Papa Francesco ha scritto una pagina di vangelo anche per come ha vissuto e ha comunicato: ha scelto di vivere a casa Santa Marta per essere vicino a tutti i suoi collaboratori, di vestire in modo sobrio e senza sfarzi, di andare a comprarsi gli occhiali come fanno tutti.
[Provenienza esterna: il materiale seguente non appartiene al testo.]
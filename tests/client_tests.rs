//! Tests for the REST client against a canned local HTTP responder:
//! request paths, query strings, JSON bodies and error mapping.

use helix_client::client::{HelixClient, MusicRequest};
use helix_client::error::HelixError;
use serde_json::{json, Value};
use tokio::io::{AsyncReadExt, AsyncWriteExt};
use tokio::net::TcpListener;
use tokio::sync::oneshot;

/// A captured HTTP request: request line plus body.
#[derive(Debug)]
struct Captured {
    request_line: String,
    body: String,
}

/// Answer exactly one request with `status` and `body`, reporting what was asked.
async fn one_shot(status: u16, body: &'static str) -> (String, oneshot::Receiver<Captured>) {
    let listener = TcpListener::bind("127.0.0.1:0").await.unwrap();
    let addr = listener.local_addr().unwrap();
    let (tx, rx) = oneshot::channel();

    tokio::spawn(async move {
        let (mut stream, _) = listener.accept().await.unwrap();
        let mut buf = Vec::new();
        let mut chunk = [0u8; 4096];

        // Read headers, then as much body as Content-Length announces.
        let header_end = loop {
            let n = stream.read(&mut chunk).await.unwrap();
            if n == 0 {
                return;
            }
            buf.extend_from_slice(&chunk[..n]);
            if let Some(pos) = buf.windows(4).position(|w| w == b"\r\n\r\n") {
                break pos + 4;
            }
        };
        let head = String::from_utf8_lossy(&buf[..header_end]).to_string();
        let content_length = head
            .lines()
            .find_map(|l| {
                let lower = l.to_ascii_lowercase();
                lower
                    .strip_prefix("content-length:")
                    .and_then(|v| v.trim().parse::<usize>().ok())
            })
            .unwrap_or(0);
        while buf.len() < header_end + content_length {
            let n = stream.read(&mut chunk).await.unwrap();
            if n == 0 {
                break;
            }
            buf.extend_from_slice(&chunk[..n]);
        }

        let reason = if status == 200 { "OK" } else { "Error" };
        let response = format!(
            "HTTP/1.1 {status} {reason}\r\nContent-Type: application/json\r\nContent-Length: {}\r\nConnection: close\r\n\r\n{body}",
            body.len()
        );
        stream.write_all(response.as_bytes()).await.unwrap();
        let _ = stream.shutdown().await;

        let _ = tx.send(Captured {
            request_line: head.lines().next().unwrap_or_default().to_string(),
            body: String::from_utf8_lossy(&buf[header_end..]).to_string(),
        });
    });

    (format!("http://{addr}"), rx)
}

#[tokio::test]
async fn get_ucf_hits_ucf_path() {
    let (base, captured) = one_shot(200, r#"{"harmony":0.5,"prana":0.4}"#).await;
    let client = HelixClient::new(base);
    let ucf = client.get_ucf().await.unwrap();
    assert_eq!(ucf["harmony"], 0.5);
    assert_eq!(captured.await.unwrap().request_line, "GET /ucf HTTP/1.1");
}

#[tokio::test]
async fn manifest_uses_well_known_path() {
    let (base, captured) = one_shot(200, "{}").await;
    HelixClient::new(base).get_manifest().await.unwrap();
    assert_eq!(
        captured.await.unwrap().request_line,
        "GET /.well-known/helix.json HTTP/1.1"
    );
}

#[tokio::test]
async fn eye_sends_context_query() {
    let (base, captured) = one_shot(200, "{}").await;
    HelixClient::new(base)
        .get_eye_of_consciousness("meditation")
        .await
        .unwrap();
    assert_eq!(
        captured.await.unwrap().request_line,
        "GET /mandelbrot/eye?context=meditation HTTP/1.1"
    );
}

#[tokio::test]
async fn sacred_point_without_context_has_no_query() {
    let (base, captured) = one_shot(200, "{}").await;
    HelixClient::new(base)
        .get_sacred_point("eye", None)
        .await
        .unwrap();
    assert_eq!(
        captured.await.unwrap().request_line,
        "GET /mandelbrot/sacred/eye HTTP/1.1"
    );
}

#[tokio::test]
async fn ritual_step_sends_total_steps() {
    let (base, captured) = one_shot(200, "{}").await;
    HelixClient::new(base).get_ritual_step(54, 108).await.unwrap();
    assert_eq!(
        captured.await.unwrap().request_line,
        "GET /mandelbrot/ritual/54?total_steps=108 HTTP/1.1"
    );
}

#[tokio::test]
async fn generate_posts_coordinate_body() {
    let (base, captured) = one_shot(200, r#"{"in_set":true}"#).await;
    let result = HelixClient::new(base)
        .generate_ucf_from_coordinate(-0.75, 0.25, Some("exploration"))
        .await
        .unwrap();
    assert_eq!(result["in_set"], true);

    let req = captured.await.unwrap();
    assert_eq!(req.request_line, "POST /mandelbrot/generate HTTP/1.1");
    let body: Value = serde_json::from_str(&req.body).unwrap();
    assert_eq!(body, json!({"real": -0.75, "imag": 0.25, "context": "exploration"}));
}

#[tokio::test]
async fn music_omits_unset_fields() {
    let (base, captured) = one_shot(200, "{}").await;
    let request = MusicRequest {
        prompt: "om".into(),
        duration: Some(30),
        model_id: None,
    };
    HelixClient::new(base).generate_music(&request).await.unwrap();
    let body: Value = serde_json::from_str(&captured.await.unwrap().body).unwrap();
    assert_eq!(body, json!({"prompt": "om", "duration": 30}));
}

#[tokio::test]
async fn zapier_telemetry_posts_without_body() {
    let (base, captured) = one_shot(200, r#"{"status":"sent"}"#).await;
    let result = HelixClient::new(base).send_telemetry_to_zapier().await.unwrap();
    assert_eq!(result["status"], "sent");
    let req = captured.await.unwrap();
    assert_eq!(req.request_line, "POST /api/zapier/telemetry HTTP/1.1");
    assert!(req.body.is_empty());
}

#[tokio::test]
async fn non_2xx_maps_to_http_error() {
    let (base, _captured) = one_shot(503, r#"{"error":"down"}"#).await;
    let err = HelixClient::new(base).get_status().await.unwrap_err();
    match err {
        HelixError::Http { status, url } => {
            assert_eq!(status, 503);
            assert!(url.ends_with("/status"), "url: {url}");
        }
        other => panic!("expected Http error, got {other:?}"),
    }
}

#[tokio::test]
async fn invalid_body_maps_to_json_error() {
    let (base, _captured) = one_shot(200, "<html>oops</html>").await;
    let err = HelixClient::new(base).get_agents().await.unwrap_err();
    assert!(matches!(err, HelixError::Json { .. }), "got {err:?}");
}

#[tokio::test]
async fn refused_connection_maps_to_connect_error() {
    let listener = TcpListener::bind("127.0.0.1:0").await.unwrap();
    let addr = listener.local_addr().unwrap();
    drop(listener);
    let err = HelixClient::new(format!("http://{addr}")).get_ucf().await.unwrap_err();
    assert!(matches!(err, HelixError::Connect { .. }), "got {err:?}");
}

#[tokio::test]
async fn harmony_below_threshold_is_false() {
    let (base, _captured) = one_shot(200, r#"{"harmony":0.3}"#).await;
    assert!(!HelixClient::new(base).check_harmony_threshold(0.40).await.unwrap());
}

#[tokio::test]
async fn missing_harmony_passes_threshold() {
    let (base, _captured) = one_shot(200, r#"{"prana":0.3}"#).await;
    assert!(HelixClient::new(base).check_harmony_threshold(0.40).await.unwrap());
}

#[tokio::test]
async fn measure_harmony_reports_the_value_it_checked() {
    let (base, captured) = one_shot(200, r#"{"harmony":0.25}"#).await;
    let reading = HelixClient::new(base).measure_harmony(0.40).await.unwrap();
    assert!((reading.harmony - 0.25).abs() < 1e-9);
    assert_eq!(reading.threshold, 0.40);
    assert!(!reading.is_healthy());
    assert_eq!(captured.await.unwrap().request_line, "GET /ucf HTTP/1.1");
}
Il suo linguaggio è stato sempre immediato, pieno di immagini e di sfumature che si imprimono nella memoria anche se non hanno il crisma di ciò che è ecclesialmente corretto.

Un papa che ha messo al centro la persona che per noi cristiani è figlio amato da Dio a prescindere dai suoi meriti proprio come amava fare Gesù vicino a tutti i peccatori chiamandoli ad entrare nel banchetto del regno preparato anche per loro.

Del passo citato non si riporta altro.